WHAT TO PRODUCE | When you spot the word "this" in a line of the data below, copy that line.

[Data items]
......

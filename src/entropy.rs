//! Entropy gate: requests bytes from an external entropy source, propagates
//! failures, and honors test-mode injection.
//!
//! A forced-failure test hook short-circuits before the source is touched,
//! a canned-entropy test hook is used instead of the source entirely, and
//! otherwise the source is asked to fill the buffer exactly.

use crate::errors::DrbgError;

/// External entropy collaborator: it is requested `n` bytes and returns
/// them, it does not implement collection. Its quality is outside this
/// crate's own correctness — the DRBG's security depends on what it
/// supplies, but the DRBG does not second-guess it.
pub trait EntropySource {
    /// Fill `out` completely with fresh entropy, or fail.
    fn fill(&self, out: &mut [u8]) -> Result<(), DrbgError>;

    /// Forwarded by `Drbg::close_fds`. No-op by default; a source backed by
    /// a file descriptor (e.g. `/dev/random`) may override this.
    fn close(&self) {}
}

/// Default entropy source, backed by the operating system RNG via the
/// `getrandom` crate — the same crate `rand_core::OsRng` is built on.
#[derive(Clone, Copy, Debug, Default)]
pub struct OsEntropySource;

impl EntropySource for OsEntropySource {
    fn fill(&self, out: &mut [u8]) -> Result<(), DrbgError> {
        getrandom::getrandom(out).map_err(|_| {
            DrbgError::GeneralFailure("entropy source returned a fatal error")
        })
    }
}

/// Test-mode injection hook.
///
/// Present on a DRBG instance only during known-answer testing; `None` in
/// ordinary operation. A known-answer vector typically stages a distinct
/// entropy buffer ahead of each `instantiate`/`reseed` call (initial
/// entropy, then one buffer per forced reseed under prediction
/// resistance), so the hook holds a queue consumed front-to-back rather
/// than one buffer replayed forever.
#[derive(Clone, Debug, Default)]
pub struct TestHook {
    /// Buffers consumed one per `get_entropy` call, each expected to equal
    /// the requested length exactly. Empty once exhausted.
    pub testentropy: std::collections::VecDeque<Vec<u8>>,
    /// When `true`, `get_entropy` fails immediately without touching the
    /// configured [`EntropySource`] or `testentropy`.
    pub fail_seed_source: bool,
}

impl TestHook {
    /// A hook that supplies `entropy` for exactly one call.
    pub fn with_entropy(entropy: impl Into<Vec<u8>>) -> Self {
        let mut testentropy = std::collections::VecDeque::new();
        testentropy.push_back(entropy.into());
        TestHook { testentropy, fail_seed_source: false }
    }

    /// A hook that supplies each buffer in `entropies`, in order, one per
    /// `get_entropy` call.
    pub fn with_entropy_sequence(entropies: impl IntoIterator<Item = Vec<u8>>) -> Self {
        TestHook {
            testentropy: entropies.into_iter().collect(),
            fail_seed_source: false,
        }
    }

    /// A hook that forces every `get_entropy` call to fail.
    pub fn failing() -> Self {
        TestHook { testentropy: Default::default(), fail_seed_source: true }
    }
}

/// Request exactly `out.len()` bytes of entropy, honoring a test hook if
/// present.
///
/// The gate loops until `out` is completely filled or the source reports a
/// fatal error, and truncates a source that over-delivers by tracking
/// filled length against the target.
pub fn get_entropy(
    source: &dyn EntropySource,
    hook: Option<&mut TestHook>,
    out: &mut [u8],
) -> Result<(), DrbgError> {
    if let Some(hook) = hook {
        if hook.fail_seed_source {
            return Err(DrbgError::GeneralFailure(
                "entropy source forced to fail by test hook",
            ));
        }
        if let Some(testentropy) = hook.testentropy.pop_front() {
            if testentropy.len() != out.len() {
                return Err(DrbgError::GeneralFailure(
                    "queued test entropy buffer does not match requested length",
                ));
            }
            out.copy_from_slice(&testentropy);
            return Ok(());
        }
        return Err(DrbgError::GeneralFailure("test entropy queue exhausted"));
    }
    source.fill(out)
}

#[cfg(test)]
mod tests {
    use super::*;

    #[test]
    fn failing_hook_short_circuits() {
        let mut hook = TestHook::failing();
        let mut out = [0u8; 8];
        assert!(get_entropy(&OsEntropySource, Some(&mut hook), &mut out).is_err());
    }

    #[test]
    fn test_entropy_is_consumed_once_per_call() {
        let mut hook = TestHook::with_entropy_sequence([vec![0xABu8; 5], vec![0xCDu8; 5]]);
        let mut out = [0u8; 5];
        get_entropy(&OsEntropySource, Some(&mut hook), &mut out).unwrap();
        assert_eq!(out, [0xAB; 5]);
        get_entropy(&OsEntropySource, Some(&mut hook), &mut out).unwrap();
        assert_eq!(out, [0xCD; 5]);
        assert!(get_entropy(&OsEntropySource, Some(&mut hook), &mut out).is_err());
    }

    #[test]
    fn mismatched_length_is_rejected() {
        let mut hook = TestHook::with_entropy(vec![0xAB, 0xCD]);
        let mut out = [0u8; 5];
        assert!(get_entropy(&OsEntropySource, Some(&mut hook), &mut out).is_err());
    }

    #[test]
    fn os_source_fills_requested_length() {
        let mut out = [0u8; 32];
        get_entropy(&OsEntropySource, None, &mut out).unwrap();
        // Overwhelmingly unlikely to be all zero if entropy was pulled.
        assert!(out.iter().any(|&b| b != 0));
    }
}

......

REPLY |
/// them, it does not implement collection. Its quality is outside this
    /// a file descriptor (e.g. `/dev/random`) may override this.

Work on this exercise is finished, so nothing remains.